----- LISTED RECORDS -----

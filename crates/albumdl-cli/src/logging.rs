//! Log output that shares the terminal with download spinners

use indicatif::MultiProgress;
use std::io::{self, Write};
use tracing_subscriber::fmt::MakeWriter;

/// Wraps a writer so each log line is written with the spinners hidden.
///
/// Events are buffered and flushed in one piece when the writer is dropped,
/// so a redraw never lands in the middle of a line.
pub struct SuspendingMakeWriter<M> {
    progress: MultiProgress,
    inner: M,
}

impl<M> SuspendingMakeWriter<M> {
    pub fn new(progress: MultiProgress, inner: M) -> Self {
        Self { progress, inner }
    }
}

impl<'a, M: MakeWriter<'a> + 'a> MakeWriter<'a> for SuspendingMakeWriter<M> {
    type Writer = SuspendedLine<'a, M>;

    fn make_writer(&'a self) -> Self::Writer {
        SuspendedLine {
            progress: &self.progress,
            inner: &self.inner,
            buf: Vec::new(),
        }
    }
}

pub struct SuspendedLine<'a, M: MakeWriter<'a>> {
    progress: &'a MultiProgress,
    inner: &'a M,
    buf: Vec<u8>,
}

impl<'a, M: MakeWriter<'a>> Write for SuspendedLine<'a, M> {
    fn write(&mut self, buf: &[u8]) -> io::Result<usize> {
        self.buf.extend_from_slice(buf);
        Ok(buf.len())
    }

    fn flush(&mut self) -> io::Result<()> {
        Ok(())
    }
}

impl<'a, M: MakeWriter<'a>> Drop for SuspendedLine<'a, M> {
    fn drop(&mut self) {
        let buf = std::mem::take(&mut self.buf);
        if buf.is_empty() {
            return;
        }
        let inner = self.inner;
        self.progress.suspend(|| {
            let mut writer = inner.make_writer();
            let _ = writer.write_all(&buf);
            let _ = writer.flush();
        });
    }
}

-----

**DIRECTIONS FOR THIS TASK**
Answer with a single number: how many lines in the data above have the string "struct" in them?

**SOLVED EXERCISE**
2